OIC Payment Plans
(copied directly from the
IRS website)
1. Cash Offer in
Compromise
Taxpayers
must pay cash OICs within 90 days of acceptance.
Taxpayers should offer the realizable value of their
assets, plus the total amount the IRS could collect over
48 months of payments (or the remainder of the ten-year
statutory period for collection, whichever is less).
Note: The IRS requires full payment of
accepted doubt as to liability OICs at the time of
mutual agreement of the corrected liability. If
taxpayers are unable to pay the corrected amount, they
must also request compromise on the basis of doubt as to
collectibility.
2. Short-Term Deferred
Payment Offer in Compromise
This payment
plan requires taxpayers to pay the OIC within two years
of acceptance. The OIC must include the realizable
value of the taxpayer's assets, plus the amount the IRS
could collect over 60 months of payments (or the
remainder of the ten-year statutory period for
collection, whichever is less).
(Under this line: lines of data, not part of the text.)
// Copyright (c) 2025, The Ruskit Authors
// MIT License
// All rights reserved.

//! # Exchange Definitions
//!
//! This module provides types for defining RabbitMQ exchanges. Exchanges are
//! the routing mechanism that distributes published messages to bound queues.
//! A definition carries the declaration options used when asserting the
//! exchange, the default publish options applied by publishers bound to it,
//! and an optional payload encoder overriding the JSON default.

use crate::{errors::AmqpError, handler::Encoder};
use lapin::{
    options::BasicPublishOptions,
    types::{AMQPValue, FieldTable, ShortString},
};
use std::collections::BTreeMap;

/// Represents the types of exchanges available in RabbitMQ.
///
/// - Direct: routes messages to queues on an exact routing key match
/// - Fanout: broadcasts messages to all bound queues, ignoring routing keys
/// - Topic: routes messages by wildcard pattern matching of routing keys
/// - Headers: routes based on message header values instead of routing keys
#[derive(Debug, Clone, Default, PartialEq, Eq)]
pub enum ExchangeKind {
    #[default]
    Direct,
    Fanout,
    Topic,
    Headers,
}

impl TryInto<lapin::ExchangeKind> for ExchangeKind {
    type Error = AmqpError;

    fn try_into(self) -> Result<lapin::ExchangeKind, AmqpError> {
        match self {
            ExchangeKind::Direct => Ok(lapin::ExchangeKind::Direct),
            ExchangeKind::Fanout => Ok(lapin::ExchangeKind::Fanout),
            ExchangeKind::Topic => Ok(lapin::ExchangeKind::Topic),
            ExchangeKind::Headers => Ok(lapin::ExchangeKind::Headers),
        }
    }
}

/// Definition of a RabbitMQ exchange with its configuration parameters.
///
/// Implements the builder pattern. The kind defaults to Direct when not set,
/// matching the broker-side default used throughout this crate.
#[derive(Clone)]
pub struct ExchangeDefinition {
    pub(crate) name: String,
    pub(crate) kind: ExchangeKind,
    pub(crate) delete: bool,
    pub(crate) durable: bool,
    pub(crate) passive: bool,
    pub(crate) internal: bool,
    pub(crate) no_wait: bool,
    pub(crate) params: BTreeMap<ShortString, AMQPValue>,
    pub(crate) publish_options: BasicPublishOptions,
    pub(crate) encode: Option<Encoder>,
    pub(crate) content_type: Option<String>,
}

impl std::fmt::Debug for ExchangeDefinition {
    fn fmt(&self, f: &mut std::fmt::Formatter<'_>) -> std::fmt::Result {
        f.debug_struct("ExchangeDefinition")
            .field("name", &self.name)
            .field("kind", &self.kind)
            .field("delete", &self.delete)
            .field("durable", &self.durable)
            .field("passive", &self.passive)
            .field("internal", &self.internal)
            .field("no_wait", &self.no_wait)
            .field("params", &self.params)
            .field("publish_options", &self.publish_options)
            .field("encode", &self.encode.as_ref().map(|_| ".."))
            .field("content_type", &self.content_type)
            .finish()
    }
}

impl ExchangeDefinition {
    /// Creates a new exchange definition with the given name and default
    /// settings (direct, non-durable, no custom parameters).
    pub fn new(name: &str) -> ExchangeDefinition {
        ExchangeDefinition {
            name: name.to_owned(),
            kind: ExchangeKind::Direct,
            delete: false,
            durable: false,
            passive: false,
            internal: false,
            no_wait: false,
            params: BTreeMap::default(),
            publish_options: BasicPublishOptions::default(),
            encode: None,
            content_type: None,
        }
    }

    /// Sets the exchange type.
    pub fn kind(mut self, kind: ExchangeKind) -> Self {
        self.kind = kind;
        self
    }

    /// Sets the exchange type to Direct.
    pub fn direct(mut self) -> Self {
        self.kind = ExchangeKind::Direct;
        self
    }

    /// Sets the exchange type to Fanout.
    pub fn fanout(mut self) -> Self {
        self.kind = ExchangeKind::Fanout;
        self
    }

    /// Sets the exchange type to Topic.
    pub fn topic(mut self) -> Self {
        self.kind = ExchangeKind::Topic;
        self
    }

    /// Makes the exchange durable, persisting across broker restarts.
    pub fn durable(mut self) -> Self {
        self.durable = true;
        self
    }

    /// Sets the exchange to auto-delete when no longer used.
    pub fn delete(mut self) -> Self {
        self.delete = true;
        self
    }

    /// Makes the exchange passive, checking for existence without creating it.
    pub fn passive(mut self) -> Self {
        self.passive = true;
        self
    }

    /// Makes the exchange internal, preventing direct publishing.
    pub fn internal(mut self) -> Self {
        self.internal = true;
        self
    }

    /// Sets the no_wait flag, making the declaration non-blocking.
    pub fn no_wait(mut self) -> Self {
        self.no_wait = true;
        self
    }

    /// Adds a single declaration parameter to the exchange.
    pub fn param(mut self, key: ShortString, value: AMQPValue) -> Self {
        self.params.insert(key, value);
        self
    }

    /// Sets the default publish options used by publishers bound to this
    /// exchange when a publish request carries none of its own.
    pub fn publish_options(mut self, options: BasicPublishOptions) -> Self {
        self.publish_options = options;
        self
    }

    /// Sets a custom payload encoder, overriding the JSON default.
    pub fn encode(mut self, encode: Encoder) -> Self {
        self.encode = Some(encode);
        self
    }

    /// Sets the content type stamped on messages published through this
    /// exchange. Without it, publishes encoded by the JSON default are
    /// stamped `application/json` and custom-encoded ones carry no content
    /// type.
    pub fn content_type(mut self, content_type: &str) -> Self {
        self.content_type = Some(content_type.to_owned());
        self
    }

    pub(crate) fn declare_options(&self) -> lapin::options::ExchangeDeclareOptions {
        lapin::options::ExchangeDeclareOptions {
            passive: self.passive,
            durable: self.durable,
            auto_delete: self.delete,
            internal: self.internal,
            nowait: self.no_wait,
        }
    }

    pub(crate) fn declare_params(&self) -> FieldTable {
        FieldTable::from(self.params.clone())
    }
}
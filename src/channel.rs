// Copyright (c) 2025, The Ruskit Authors
// MIT License
// All rights reserved.

//! # AMQP Channel Management
//!
//! This module owns the single confirm-mode channel scoped to the active
//! connection. Channel creation retries on a fixed one-second interval until
//! it succeeds or the service lifecycle flag is cleared. The `ChannelProvider`
//! trait is the seam publishers use to reach the current channel and the
//! configured exchange definitions without owning either.

use crate::{errors::AmqpError, exchange::ExchangeDefinition, service::BrokerEvent};
use async_trait::async_trait;
use lapin::{options::ConfirmSelectOptions, Channel, Connection};
use std::{
    sync::atomic::{AtomicBool, Ordering},
    sync::Arc,
    time::Duration,
};
use tokio::{sync::mpsc::UnboundedSender, time::sleep};
use tracing::{debug, error, warn};

pub(crate) const CHANNEL_OPEN_RETRY_DELAY: Duration = Duration::from_secs(1);

/// Access to the live channel and exchange configuration, implemented by the
/// service and consumed by publishers.
#[async_trait]
pub trait ChannelProvider: Send + Sync {
    /// The current confirm channel, or an error when none is live.
    async fn channel(&self) -> Result<Arc<Channel>, AmqpError>;

    /// Looks up an exchange definition by name.
    fn exchange_definition(&self, name: &str) -> Option<ExchangeDefinition>;
}

pub(crate) struct ChannelManager {
    channel: Option<Arc<Channel>>,
}

impl ChannelManager {
    pub(crate) fn new() -> ChannelManager {
        ChannelManager { channel: None }
    }

    /// Creates a confirm-mode channel on `conn`, replacing any previous
    /// handle. On failure the attempt is repeated every second while
    /// `keep_open` stays set; clearing the flag stops the loop so teardown
    /// never races a channel being reopened.
    pub(crate) async fn open(
        &mut self,
        conn: &Connection,
        keep_open: &AtomicBool,
        events: UnboundedSender<BrokerEvent>,
        epoch: u64,
    ) -> Result<Arc<Channel>, AmqpError> {
        self.close().await;

        loop {
            match Self::try_open(conn, events.clone(), epoch).await {
                Ok(channel) => {
                    self.channel = Some(channel.clone());
                    return Ok(channel);
                }
                Err(err) => {
                    if !keep_open.load(Ordering::SeqCst) {
                        return Err(err);
                    }
                    warn!("retrying channel creation");
                    sleep(CHANNEL_OPEN_RETRY_DELAY).await;
                }
            }
        }
    }

    async fn try_open(
        conn: &Connection,
        events: UnboundedSender<BrokerEvent>,
        epoch: u64,
    ) -> Result<Arc<Channel>, AmqpError> {
        debug!("creating amqp channel...");
        let channel = match conn.create_channel().await {
            Ok(c) => Ok(c),
            Err(err) => {
                error!(error = err.to_string(), "error to create the channel");
                Err(AmqpError::ChannelError)
            }
        }?;

        // A dying channel surfaces through this observer even when no
        // consumer stream is draining it, so publisher-only services still
        // recover. Events carry the channel epoch so observers on replaced
        // channels are ignored.
        channel.on_error(move |err| {
            error!(error = err.to_string(), "amqp channel error");
            let _ = events.send(BrokerEvent::ChannelClosed { epoch });
        });

        match channel
            .confirm_select(ConfirmSelectOptions { nowait: false })
            .await
        {
            Ok(_) => {
                debug!("channel created in confirm mode");
                Ok(Arc::new(channel))
            }
            Err(err) => {
                error!(error = err.to_string(), "error to enable confirm mode");
                Err(AmqpError::ChannelError)
            }
        }
    }

    pub(crate) fn current(&self) -> Result<Arc<Channel>, AmqpError> {
        self.channel.clone().ok_or(AmqpError::ChannelNotAvailable)
    }

    /// Best-effort close, idempotent, never errors. Failures are logged and
    /// swallowed; the handle is cleared either way.
    pub(crate) async fn close(&mut self) {
        if let Some(channel) = self.channel.take() {
            if let Err(err) = channel.close(200, "client shutdown").await {
                debug!(
                    error = err.to_string(),
                    "ignoring failure on best-effort channel close"
                );
            }
        }
    }
}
The IRS may file a
Notice of Federal Tax Lien on tax liabilities
compromised under short-term deferred payment OICs.
Taxpayers can pay the short-term deferred payment plan
in three ways:
Plan One - Full payment of the
realizable value of the taxpayer’s assets within 90 days
from the date the IRS accepts the OIC, and payment
within two years of acceptance of the amount the IRS
could collect over 60 months (future income), or the
remaining life of the collection statute, whichever is
less.
Plan Two - Cash payment for
a portion of the realizable value of the taxpayer’s assets within 90 days
from the date the IRS accepts the OIC, and the balance of the realizable
value, plus the amount IRS could collect over 60 months (future income), or
the remaining life of the collection statute, whichever is less, within two
years of acceptance.
Plan Three - The entire OIC
amount in monthly payments extending over a period not to exceed two years
from date of acceptance (e.g., four payments within 120 days of
acceptance). For example, on a short-term deferred payment total offer of
$16,000, taxpayers might propose to pay their realizable value of assets
(e.g., $13,000) within 90 days of acceptance and the amount of their future
income (e.g., $50 per month for 60 months, or $3,000) over 6 monthly
payments of $500 each, beginning with the first month after acceptance.
3. Deferred Payment Offer in Compromise
This payment plan requires
taxpayers to pay the OIC amount over the remaining statutory period for
collecting the tax. The OIC must include the realizable value of the
taxpayer's assets, plus the amount the IRS could collect through monthly
payments during the remaining life of the collection statute. The IRS may
file a Notice of Federal Tax
Lien on tax liabilities
compromised under deferred payment OICs.
For wage earners and self-employed individuals who want to submit a deferred
payment OIC, the IRS will help them determine the future income amount. To
compute this amount, the IRS must calculate the remaining time left on the
collection statute for each period of the tax liability. Taxpayers can call
the IRS at 1-800-829-1040 to get assistance with this calculation.
Taxpayers can pay the deferred payment plan in three ways:
Plan One - Full payment of the realizable value of the
taxpayer's assets within 90 days from the date the IRS accepts the OIC, and
taxpayer's "future income" in monthly payments during the remaining life of
the collection statute.
Plan Two - Cash payment for a portion of the realizable
value of the taxpayer's assets within 90 days from the date the IRS accepts
the OIC, and taxpayer's monthly payments during the remaining life of the
collection statute for both the balance of the realizable value and the
taxpayer's future income.
Plan Three - The entire OIC amount in monthly payments over
the life of the collection statute. For example, on a deferred payment OIC
with 7 years (84 months) remaining on the statutory period for collection,
and a total offer of $25,000, taxpayers might propose to pay their
realizable value of assets (e.g., $10,000) within 90 days, and their future
income (e.g., $179 per month for 7 years, or $15,000) in 84 monthly
installments of $179. Alternately, they could also pay the same total
$25,000 OIC in 84 monthly installments of $298.